Published: (Updated: ) in Australian News by .

Experts are calling for those on remand while awaiting trial in NSW to be released from custody to ease overcrowding in prisons amid the coronavirus pandemic.

Overcrowded NSW prisons could become incubators for COVID-19 just like cruise ships, experts warn, as they call for people awaiting trial to be released.

UNSW criminology professor Eileen Baldry says it's impossible for the government to ensure safe physical distancing in the state's overflowing prisons, so any COVID-19 infection would spread like wildfire.

"Just like cruise ships, people in prisons are living so closely together they (jails) could easily become incubators," Prof. Baldry said.

Staff escort prisoners through a prison in Australia.

The NSW government passed laws last week giving the Corrective Services commissioner the power to grant conditional parole to low-risk offenders where necessary.

About 30 per cent of NSW prisoners are on remand awaiting their day in court.

About 50 per cent of them will be found not guilty.

"These prisoners are not serious threats to society, they are not violent offenders," Prof.
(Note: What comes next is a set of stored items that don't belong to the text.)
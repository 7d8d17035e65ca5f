//! Pairwise traffic delay multipliers.
//!
//! The simulation stands in for a real traffic feed: swap the trait
//! implementation and optimization logic is untouched.

use chrono::{DateTime, Duration, Utc};
use rand::rngs::StdRng;
use rand::{Rng, SeedableRng};
use std::collections::hash_map::DefaultHasher;
use std::collections::HashMap;
use std::hash::{Hash, Hasher};
use std::sync::RwLock;

use crate::domains::geo::GeoPoint;

pub trait TrafficModel: Send + Sync {
    /// Delay multiplier (>= 1.0) applied to the travel time of one segment.
    fn multiplier(&self, from: GeoPoint, to: GeoPoint, distance_km: f64, now: DateTime<Utc>) -> f64;
}

/// No traffic. Useful in tests and as a neutral default.
pub struct FreeFlowTraffic;

impl TrafficModel for FreeFlowTraffic {
    fn multiplier(&self, _from: GeoPoint, _to: GeoPoint, _distance_km: f64, _now: DateTime<Utc>) -> f64 {
        1.0
    }
}

struct TrafficState {
    multipliers: HashMap<String, f64>,
    refreshed_at: DateTime<Utc>,
}

/// Synthesized pairwise multipliers: higher for longer segments, with seeded
/// per-segment jitter. Cached and refreshed at most once per interval.
pub struct SimulatedTraffic {
    refresh_interval: Duration,
    state: RwLock<TrafficState>,
}

impl SimulatedTraffic {
    pub fn new(refresh_interval: Duration) -> Self {
        Self {
            refresh_interval,
            state: RwLock::new(TrafficState {
                multipliers: HashMap::new(),
                refreshed_at: DateTime::<Utc>::MIN_UTC,
            }),
        }
    }

    fn segment_key(from: GeoPoint, to: GeoPoint) -> String {
        format!("{}>{}", from.key(), to.key())
    }

    /// Deterministic per segment and refresh window.
    fn synthesize(key: &str, distance_km: f64, epoch: i64) -> f64 {
        let mut hasher = DefaultHasher::new();
        key.hash(&mut hasher);
        epoch.hash(&mut hasher);
        let mut rng = StdRng::seed_from_u64(hasher.finish());

        let length_load = (distance_km / 50.0).min(1.0) * 0.25;
        1.0 + length_load + rng.gen_range(0.0..0.15)
    }
}

impl TrafficModel for SimulatedTraffic {
    fn multiplier(&self, from: GeoPoint, to: GeoPoint, distance_km: f64, now: DateTime<Utc>) -> f64 {
        let key = Self::segment_key(from, to);
        {
            let state = self.state.read().expect("traffic lock poisoned");
            if now - state.refreshed_at < self.refresh_interval {
                if let Some(&m) = state.multipliers.get(&key) {
                    return m;
                }
            }
        }

        let mut state = self.state.write().expect("traffic lock poisoned");
        if now - state.refreshed_at >= self.refresh_interval {
            state.multipliers.clear();
            state.refreshed_at = now;
        }
        let epoch = state.refreshed_at.timestamp();
        let multiplier = *state
            .multipliers
            .entry(key.clone())
            .or_insert_with(|| Self::synthesize(&key, distance_km, epoch));
        multiplier
    }
}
Baldry said.

The state government should look at alternatives, such as bail hostels, to house low-risk offenders awaiting trial, the academic said.

Solicitor Peter O'Brien from O'Brien Criminal and Civil Solicitors regularly speaks with clients inside the state's prison system.

He's noticed an increase in anxiety and feelings of uncertainty, especially after prisoners lost face-to-face visits with families and friends as a result of the coronavirus threat.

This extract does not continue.